See "About Dave" page on epatientdave.com
Transforming healthcare to fully leverage the ultimate stakeholder and the most underused resource: the patient
Let Patients Help! http://on.TED.com/ePatientDave
19:28 Posted: Jan 2012
Views: 747,182 | Comments: 402
TEDCred score: +56.50 TEDCred reflects your contribution to the TED community.
A reply on Talk: Dave deBronkart: Meet e-Patient Dave
I sure feel your pain, including your concern about your employer finding you. It's not a good healthy system.
Re the innovation I seek - all I ask is that those who run institutions accept that the patient and family can be valuable contributors to care. I know LTC is particularly difficult; nobody would be there if they were fundamentally able-bodied and able-minded. But I also know that if family and provider realized how important a role a family CAN play, and how overtaxed clinicians often are (including you), we might all be inclined to collaborate more.
A reply on Talk: Dave deBronkart: Meet e-Patient Dave
I *love* that! I'll quote you on it, in a blog post. Thanks!
A reply on Talk: Dave deBronkart: Meet e-Patient Dave
> 2) The whole tenor of this conversation is a little frustrating to hear because it seems that doctors are being called failures because they do not cure 100% of their patients.
I'm grateful for your sharing this perspective. (Wish I could find you and reach out, but I don't think TED allows that.) It absolutely wasn't my intention to indict doctors for anything - I was saved by great physicians - all of whom, btw, WELCOMED my participation and my questions, and still do. And that's why the ending chant wasn't "Death to doctors!!" or something stupid like that, it was simply: let patients help.
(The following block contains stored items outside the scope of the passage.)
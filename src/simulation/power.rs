//! # Power Model
//!
//! Converts environmental conditions, site capacity and the current
//! fault/maintenance mode into AC output, energy accounting, efficiency
//! ratios and operational status.

use chrono::Duration;
use serde::{Deserialize, Serialize};
use validator::Validate;

use super::faults::SiteMode;
use super::invariants;
use crate::domain::{EnvironmentalSample, FaultSeverity, InverterStatus, OperationalStatus, Site};

/// Tunable coefficients of the power model.
#[derive(Debug, Clone, Serialize, Deserialize, Validate)]
#[serde(default)]
pub struct PowerParams {
    /// Irradiance at which the array produces nameplate DC power (W/m²)
    #[validate(range(min = 1.0))]
    pub reference_irradiance_wm2: f64,
    /// Peak inverter conversion efficiency
    #[validate(range(min = 0.0, max = 1.0))]
    pub inverter_peak_efficiency: f64,
    /// Standby loss as a fraction of rated power, shapes the part-load curve
    #[validate(range(min = 0.0, max = 1.0))]
    pub inverter_standby_loss: f64,
    /// Module temperature above which output derates (°C)
    pub derating_threshold_c: f64,
    /// Fractional power loss per °C above the threshold
    #[validate(range(min = 0.0, max = 0.1))]
    pub derating_per_degree: f64,
    /// Output reduction for a minor fault
    #[validate(range(min = 0.0, max = 1.0))]
    pub minor_fault_derate: f64,
    /// Output reduction for a major fault
    #[validate(range(min = 0.0, max = 1.0))]
    pub major_fault_derate: f64,
    /// Share of generated energy consumed on site (trackers, auxiliaries)
    #[validate(range(min = 0.0, max = 1.0))]
    pub parasitic_fraction: f64,
    /// Nominal DC link voltage at 25 °C (V)
    pub nominal_dc_voltage_v: f64,
    /// DC voltage temperature coefficient (1/°C)
    pub dc_voltage_temp_coeff: f64,
    /// Nominal AC output voltage (V)
    pub nominal_ac_voltage_v: f64,
}

impl Default for PowerParams {
    fn default() -> Self {
        Self {
            reference_irradiance_wm2: 1000.0,
            inverter_peak_efficiency: 0.97,
            inverter_standby_loss: 0.01,
            derating_threshold_c: 25.0,
            derating_per_degree: 0.0035,
            minor_fault_derate: 0.15,
            major_fault_derate: 0.5,
            parasitic_fraction: 0.02,
            nominal_dc_voltage_v: 700.0,
            dc_voltage_temp_coeff: -0.0035,
            nominal_ac_voltage_v: 400.0,
        }
    }
}

/// Cumulative energy counters of a site (kWh). Never decrease.
#[derive(Debug, Clone, Copy, Default, PartialEq, Serialize, Deserialize)]
pub struct EnergyTotals {
    pub generated_kwh: f64,
    pub consumed_kwh: f64,
    pub exported_kwh: f64,
}

impl EnergyTotals {
    /// Opening balance consistent with the parasitic split.
    pub fn opening(generated_kwh: f64, parasitic_fraction: f64) -> Self {
        let consumed_kwh = generated_kwh * parasitic_fraction;
        Self {
            generated_kwh,
            consumed_kwh,
            exported_kwh: generated_kwh - consumed_kwh,
        }
    }
}

/// Output of one power model evaluation.
#[derive(Debug, Clone, PartialEq)]
pub struct PowerReading {
    pub dc_power_kw: f64,
    pub power_output_kw: f64,
    pub generated_delta_kwh: f64,
    pub consumed_delta_kwh: f64,
    pub exported_delta_kwh: f64,
    pub totals: EnergyTotals,
    pub inverter_efficiency: f64,
    pub system_efficiency: f64,
    pub operational_status: OperationalStatus,
    pub inverter_status: InverterStatus,
    pub dc_voltage_v: f64,
    pub ac_voltage_v: f64,
}

#[derive(Debug, Clone, Default)]
pub struct PowerModel {
    params: PowerParams,
}

impl PowerModel {
    pub fn new(params: PowerParams) -> Self {
        Self { params }
    }

    pub fn params(&self) -> &PowerParams {
        &self.params
    }

    /// Linear temperature derating factor in [0, 1].
    pub fn temperature_derating(&self, module_temperature_c: f64) -> f64 {
        let excess = (module_temperature_c - self.params.derating_threshold_c).max(0.0);
        (1.0 - self.params.derating_per_degree * excess).clamp(0.0, 1.0)
    }

    /// Part-load inverter efficiency for a DC load fraction.
    pub fn inverter_efficiency_at(&self, load_fraction: f64) -> f64 {
        if load_fraction <= 0.0 {
            return 0.0;
        }
        let p = &self.params;
        (p.inverter_peak_efficiency * load_fraction / (load_fraction + p.inverter_standby_loss))
            .clamp(0.0, 1.0)
    }

    /// Fraction of usable capacity left by the current mode (1.0 = unimpaired).
    pub fn capacity_factor(&self, mode: &SiteMode) -> f64 {
        match mode {
            SiteMode::Normal => 1.0,
            SiteMode::Maintenance(_) => 0.0,
            SiteMode::Faulted(fault) => match fault.severity {
                FaultSeverity::Minor => 1.0 - self.params.minor_fault_derate,
                FaultSeverity::Major => 1.0 - self.params.major_fault_derate,
                FaultSeverity::Critical => 0.0,
            },
        }
    }

    pub fn compute(
        &self,
        site: &Site,
        env: &EnvironmentalSample,
        mode: &SiteMode,
        previous: &EnergyTotals,
        interval: Duration,
    ) -> PowerReading {
        let p = &self.params;
        let capacity = site.capacity_kw.max(0.0);
        let irradiance_ratio = env.irradiance_wm2.max(0.0) / p.reference_irradiance_wm2;

        let available_dc =
            capacity * irradiance_ratio * self.temperature_derating(env.module_temperature_c);
        let dc_power_kw = available_dc * self.capacity_factor(mode).clamp(0.0, 1.0);

        let load_fraction = if capacity > 0.0 { dc_power_kw / capacity } else { 0.0 };
        let conversion = self.inverter_efficiency_at(load_fraction);
        // Inverters clip at rated AC power
        let ac = (dc_power_kw * conversion).min(capacity);
        let power_output_kw = invariants::non_negative(&site.id, "power_output_kw", ac);

        let (operational_status, inverter_status) = classify(mode, env);

        let hours = interval.num_milliseconds().max(0) as f64 / 3_600_000.0;
        let generated = invariants::non_negative(
            &site.id,
            "energy_generated_delta_kwh",
            power_output_kw * hours,
        );
        let consumed = generated * p.parasitic_fraction;
        let exported = invariants::non_negative(
            &site.id,
            "energy_exported_delta_kwh",
            generated - consumed,
        );

        let totals = EnergyTotals {
            generated_kwh: previous.generated_kwh + generated,
            consumed_kwh: previous.consumed_kwh + consumed,
            exported_kwh: previous.exported_kwh + exported,
        };

        let inverter_efficiency = invariants::unit_interval(
            &site.id,
            "inverter_efficiency",
            ratio(power_output_kw, dc_power_kw),
        );
        let system_efficiency = invariants::unit_interval(
            &site.id,
            "system_efficiency",
            ratio(power_output_kw, capacity * irradiance_ratio),
        );

        let producing = power_output_kw > 0.0;
        let dc_voltage_v = if producing {
            p.nominal_dc_voltage_v * (1.0 + p.dc_voltage_temp_coeff * (env.module_temperature_c - 25.0))
        } else {
            0.0
        };
        let ac_voltage_v = if producing { p.nominal_ac_voltage_v } else { 0.0 };

        PowerReading {
            dc_power_kw,
            power_output_kw,
            generated_delta_kwh: generated,
            consumed_delta_kwh: consumed,
            exported_delta_kwh: exported,
            totals,
            inverter_efficiency,
            system_efficiency,
            operational_status,
            inverter_status,
            dc_voltage_v,
            ac_voltage_v,
        }
    }
}

fn classify(mode: &SiteMode, env: &EnvironmentalSample) -> (OperationalStatus, InverterStatus) {
    match mode {
        SiteMode::Maintenance(_) => (OperationalStatus::Maintenance, InverterStatus::Maintenance),
        SiteMode::Faulted(fault) if fault.severity.forces_shutdown() => {
            (OperationalStatus::Fault, InverterStatus::Fault)
        }
        SiteMode::Faulted(fault) => {
            let inverter = if fault.kind.is_inverter_fault() {
                InverterStatus::Fault
            } else if env.is_daylight() {
                InverterStatus::Healthy
            } else {
                InverterStatus::Standby
            };
            (OperationalStatus::Degraded, inverter)
        }
        SiteMode::Normal if env.is_daylight() => (OperationalStatus::Online, InverterStatus::Healthy),
        SiteMode::Normal => (OperationalStatus::Offline, InverterStatus::Standby),
    }
}

/// `num / den`, or 0 when the denominator is not positive.
fn ratio(num: f64, den: f64) -> f64 {
    if den > 0.0 {
        num / den
    } else {
        0.0
    }
}
//! # Fleet runtime
//!
//! Mutable per-site state (mode, weather, energy counters, generator) and
//! the engine that steps every site through one simulated tick.

use std::collections::BTreeMap;

use chrono::{DateTime, Duration, Utc};
use rand::rngs::StdRng;
use rand::{Rng, SeedableRng};
use tracing::{debug, info};

use super::environment::{EnvironmentModel, WeatherState};
use super::faults::{FaultStateMachine, ModeEvent, SiteMode, TransitionDraw};
use super::power::{EnergyTotals, PowerModel, PowerReading};
use super::registry::SiteRegistry;
use crate::config::Config;
use crate::domain::{
    ActiveFault, ClearReason, EnvironmentalSample, FaultKind, FaultSeverity, MaintenanceWindow,
    Site, SiteId, TelemetrySnapshot,
};
use crate::error::{Result, SimError};

/// Hours of full-capacity production an opening energy balance may represent.
const OPENING_BALANCE_HOURS: f64 = 8.0;

/// Mutable state of one site between ticks.
#[derive(Debug, Clone)]
pub struct SiteRuntime {
    pub mode: SiteMode,
    pub weather: WeatherState,
    pub totals: EnergyTotals,
    /// Faults ever raised on this site
    pub lifetime_fault_count: u64,
    /// Events from manual injection, published with the next tick
    pending_events: Vec<ModeEvent>,
    rng: StdRng,
}

impl SiteRuntime {
    fn new(site: &Site, index: usize, seed: u64, env: &EnvironmentModel, parasitic: f64) -> Self {
        let mut rng = StdRng::seed_from_u64(site_seed(seed, index));
        let weather = WeatherState::initial(env.params(), &mut rng);
        let opening = rng.gen_range(0.0..=site.capacity_kw.max(0.0) * OPENING_BALANCE_HOURS);
        Self {
            mode: SiteMode::Normal,
            weather,
            totals: EnergyTotals::opening(opening, parasitic),
            lifetime_fault_count: 0,
            pending_events: Vec::new(),
            rng,
        }
    }
}

/// Independent stream per site so results never depend on evaluation order.
fn site_seed(seed: u64, index: usize) -> u64 {
    seed.wrapping_mul(0x9E37_79B9_7F4A_7C15)
        .wrapping_add((index as u64 + 1).wrapping_mul(0xBF58_476D_1CE4_E5B9))
}

/// Owned runtime state of the whole fleet, keyed by site id.
#[derive(Debug, Clone, Default)]
pub struct FleetState {
    sites: BTreeMap<SiteId, SiteRuntime>,
}

impl FleetState {
    pub fn get(&self, id: &SiteId) -> Result<&SiteRuntime> {
        self.sites
            .get(id)
            .ok_or_else(|| SimError::SiteNotFound(id.clone()))
    }

    pub fn get_mut(&mut self, id: &SiteId) -> Result<&mut SiteRuntime> {
        self.sites
            .get_mut(id)
            .ok_or_else(|| SimError::SiteNotFound(id.clone()))
    }

    pub fn len(&self) -> usize {
        self.sites.len()
    }

    pub fn is_empty(&self) -> bool {
        self.sites.is_empty()
    }

    pub fn iter(&self) -> impl Iterator<Item = (&SiteId, &SiteRuntime)> {
        self.sites.iter()
    }

    /// Force a fault onto a site in normal operation.
    ///
    /// Returns `false` (and changes nothing) when the site is already
    /// faulted or in maintenance.
    pub fn inject_fault(
        &mut self,
        id: &SiteId,
        kind: FaultKind,
        severity: FaultSeverity,
        at: DateTime<Utc>,
    ) -> Result<bool> {
        let runtime = self.get_mut(id)?;
        if runtime.mode != SiteMode::Normal {
            return Ok(false);
        }
        let mut fault = ActiveFault::new(kind, severity, at);
        if kind == FaultKind::StringFailure {
            fault.failed_strings = 1;
        }
        runtime.mode = SiteMode::Faulted(fault.clone());
        runtime.lifetime_fault_count += 1;
        runtime.pending_events.push(ModeEvent::FaultRaised(fault));
        info!(site_id = %id, %kind, %severity, "fault injected");
        Ok(true)
    }

    /// Start a maintenance window now, clearing any active fault.
    ///
    /// Returns `false` when the site is already in maintenance.
    pub fn begin_maintenance(
        &mut self,
        id: &SiteId,
        at: DateTime<Utc>,
        duration: Duration,
    ) -> Result<bool> {
        let runtime = self.get_mut(id)?;
        if runtime.mode.in_maintenance() {
            return Ok(false);
        }
        if let SiteMode::Faulted(fault) = &runtime.mode {
            runtime.pending_events.push(ModeEvent::FaultCleared {
                fault: fault.clone(),
                reason: ClearReason::Maintenance,
            });
        }
        let window = MaintenanceWindow::new(at, duration);
        runtime.mode = SiteMode::Maintenance(window.clone());
        runtime
            .pending_events
            .push(ModeEvent::MaintenanceStarted(window));
        info!(site_id = %id, duration_s = duration.num_seconds(), "maintenance scheduled");
        Ok(true)
    }
}

/// Everything one site produced during a tick.
#[derive(Debug, Clone)]
pub struct SiteTick {
    pub site_id: SiteId,
    pub snapshot: TelemetrySnapshot,
    pub environment: EnvironmentalSample,
    /// Mode changes in the order they happened
    pub events: Vec<ModeEvent>,
}

/// Drives the models over the registry and owns the fleet state.
#[derive(Debug)]
pub struct SimulationEngine {
    registry: SiteRegistry,
    environment: EnvironmentModel,
    power: PowerModel,
    faults: FaultStateMachine,
    state: FleetState,
}

impl SimulationEngine {
    pub fn new(
        registry: SiteRegistry,
        environment: EnvironmentModel,
        power: PowerModel,
        faults: FaultStateMachine,
        seed: u64,
    ) -> Self {
        let parasitic = power.params().parasitic_fraction;
        let sites = registry
            .sites()
            .iter()
            .enumerate()
            .map(|(i, site)| {
                (
                    site.id.clone(),
                    SiteRuntime::new(site, i, seed, &environment, parasitic),
                )
            })
            .collect();
        Self {
            registry,
            environment,
            power,
            faults,
            state: FleetState { sites },
        }
    }

    /// Build the fleet and models described by `cfg`.
    pub fn from_config(cfg: &Config) -> Result<Self> {
        let sim = &cfg.simulation;
        let faults = FaultStateMachine::new(
            cfg.model.faults.clone(),
            sim.fault_probability,
            sim.maintenance_probability,
        )
        .map_err(|e| SimError::Configuration(format!("model.faults.distribution: {e}")))?;
        Ok(Self::new(
            SiteRegistry::generate(sim.site_count, sim.seed),
            EnvironmentModel::new(cfg.model.environment.clone()),
            PowerModel::new(cfg.model.power.clone()),
            faults,
            sim.seed,
        ))
    }

    pub fn registry(&self) -> &SiteRegistry {
        &self.registry
    }

    pub fn state(&self) -> &FleetState {
        &self.state
    }

    pub fn state_mut(&mut self) -> &mut FleetState {
        &mut self.state
    }

    pub fn environment(&self) -> &EnvironmentModel {
        &self.environment
    }

    pub fn power(&self) -> &PowerModel {
        &self.power
    }

    pub fn faults(&self) -> &FaultStateMachine {
        &self.faults
    }

    /// Step one site to `now`, `interval` after its previous tick.
    pub fn step_site(&mut self, id: &SiteId, now: DateTime<Utc>, interval: Duration) -> Result<SiteTick> {
        let site = self.registry.lookup(id)?;
        let runtime = self
            .state
            .sites
            .get_mut(id)
            .ok_or_else(|| SimError::SiteNotFound(id.clone()))?;

        let mut events = std::mem::take(&mut runtime.pending_events);

        runtime
            .weather
            .advance(self.environment.params(), &mut runtime.rng);

        let draw = TransitionDraw::sample(&mut runtime.rng, &self.faults);
        let transition = self.faults.transition(&runtime.mode, now, &draw);
        for event in &transition.events {
            if let ModeEvent::FaultRaised(fault) = event {
                runtime.lifetime_fault_count += 1;
                debug!(site_id = %id, kind = %fault.kind, severity = %fault.severity, "fault raised");
            }
        }
        runtime.mode = transition.next;
        events.extend(transition.events);

        let environment = self
            .environment
            .sample(site, now, &runtime.weather, &mut runtime.rng);
        let reading = self
            .power
            .compute(site, &environment, &runtime.mode, &runtime.totals, interval);
        runtime.totals = reading.totals;

        let snapshot = assemble_snapshot(site, &environment, &reading, runtime);
        Ok(SiteTick {
            site_id: id.clone(),
            snapshot,
            environment,
            events,
        })
    }

    /// Step every site in registry order.
    pub fn tick(&mut self, now: DateTime<Utc>, interval: Duration) -> Result<Vec<SiteTick>> {
        let ids: Vec<SiteId> = self.registry.sites().iter().map(|s| s.id.clone()).collect();
        ids.iter()
            .map(|id| self.step_site(id, now, interval))
            .collect()
    }
}

fn assemble_snapshot(
    site: &Site,
    env: &EnvironmentalSample,
    reading: &PowerReading,
    runtime: &SiteRuntime,
) -> TelemetrySnapshot {
    let fault = runtime.mode.active_fault();
    TelemetrySnapshot {
        timestamp: env.timestamp,
        site_id: site.id.clone(),
        power_output_kw: reading.power_output_kw,
        energy_generated_kwh: reading.totals.generated_kwh,
        energy_consumed_kwh: reading.totals.consumed_kwh,
        energy_exported_kwh: reading.totals.exported_kwh,
        energy_generated_interval_kwh: reading.generated_delta_kwh,
        energy_consumed_interval_kwh: reading.consumed_delta_kwh,
        energy_exported_interval_kwh: reading.exported_delta_kwh,
        irradiance_wm2: env.irradiance_wm2,
        ambient_temperature_c: env.ambient_temperature_c,
        module_temperature_c: env.module_temperature_c,
        wind_speed_ms: env.wind_speed_ms,
        humidity_percent: env.humidity_percent,
        inverter_efficiency: reading.inverter_efficiency,
        system_efficiency: reading.system_efficiency,
        fault_count: runtime.lifetime_fault_count,
        active_fault_count: u32::from(fault.is_some()),
        string_faults: fault.map(|f| f.failed_strings).unwrap_or(0),
        maintenance_mode: runtime.mode.in_maintenance(),
        operational_status: reading.operational_status,
        inverter_status: reading.inverter_status,
        dc_voltage_v: reading.dc_voltage_v,
        ac_voltage_v: reading.ac_voltage_v,
    }
}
I love great doctors, I love establishment medicine. What I don't like is the demonstrably false belief by some people in our society (lay and professional) that nobody has anything valid to say if they're not a physician. That's why the message is, as I say, just let patients *help*. Listen to us, engage with us.
I too, like you, have always had access to care (so far, though I've moved to $10,000 deductible insurance).
I'm so pleased that you acted as you did in the case of your mother's medication error - you were empowered and engaged, informed and pro-active. If there were an e-patient badge you'd get one for that alone.
Re something more constructive: it's torture taking my usual hour-long keynote speeches and squishing them into a 16 minute roof-raiser. I had to leave stuff out. You might like the Society for Participatory Medicine, participatorymedicine.org, which is specifically about *collaboration.*
A reply on Talk: Dave deBronkart: Meet e-Patient Dave
A reply on Talk: Dave deBronkart: Meet e-Patient Dave
You might want to subscribe to my blog, epatientdave.com, if this stuff interests you. I don't make money from the site's traffic, I'm just evangelizing the cause, and it sounds like you're already one of us, so to speak.
A reply on Talk: Dave deBronkart: Meet e-Patient Dave
I'm not sure I understand your point. Are you suggesting that patients who use the internet are hypochondriacs?
And I can't begin to understand your assertion that there are no good medical resources. What's your definition of a good resource?
A reply on Conversation: "WHY is the patient the most under-used resource in healthcare?? How did that happen?" (Follow-up to LIVE TED Conversation July 27)
I'd love to know more about how you helped solve your husband's tricky diagnosis. Jerome Groopman MD's book "How Doctors Think" (an e-patient essential IMO) cites that autopsy shows 10-15% of diagnoses were wrong (!), and he focuses at length on the complexities and pitfalls of the diagnostic process.
Every true story helps make the point, whether it's in a speech or a policy meeting. So if you want to share more details, please email me via my profile.
A reply on Conversation: "WHY is the patient the most under-used resource in healthcare?? How did that happen?" (Follow-up to LIVE TED Conversation July 27)
Here's a flyer about it, with a Seinfeld episode that ties into this... Seinfeld doesn't mention HIPAA partly because HIPAA was passed shortly before this episode aired. http://epatientdave.com/2010/04/23/elaine-and-kramer-play-gimme-my-damn-data/
Many hospitals hide this from you or stonewall it ("It's not our policy") but that is ILLEGAL and can get them busted. Just say "HIPAA" (pronounced hippa) and they ought to cringe...
Mind you, they're allowed to take a month to deliver it, and they can charge whatever state law allows. But, increasingly, if one asks nicely or pleads hardship, the record can be received reasonably quickly for free or at little cost.
Let us know how it goes...
A reply on Conversation: "WHY is the patient the most under-used resource in healthcare?? How did that happen?" (Follow-up to LIVE TED Conversation July 27)
Best,
Dave
A reply on Conversation: "WHY is the patient the most under-used resource in healthcare?? How did that happen?" (Follow-up to LIVE TED Conversation July 27)
"TEDMED" is a separate event licensed by TED - can't use that name. But the point is health, not medicine - the healthier people are, the less medical care we need! So maybe TED Health?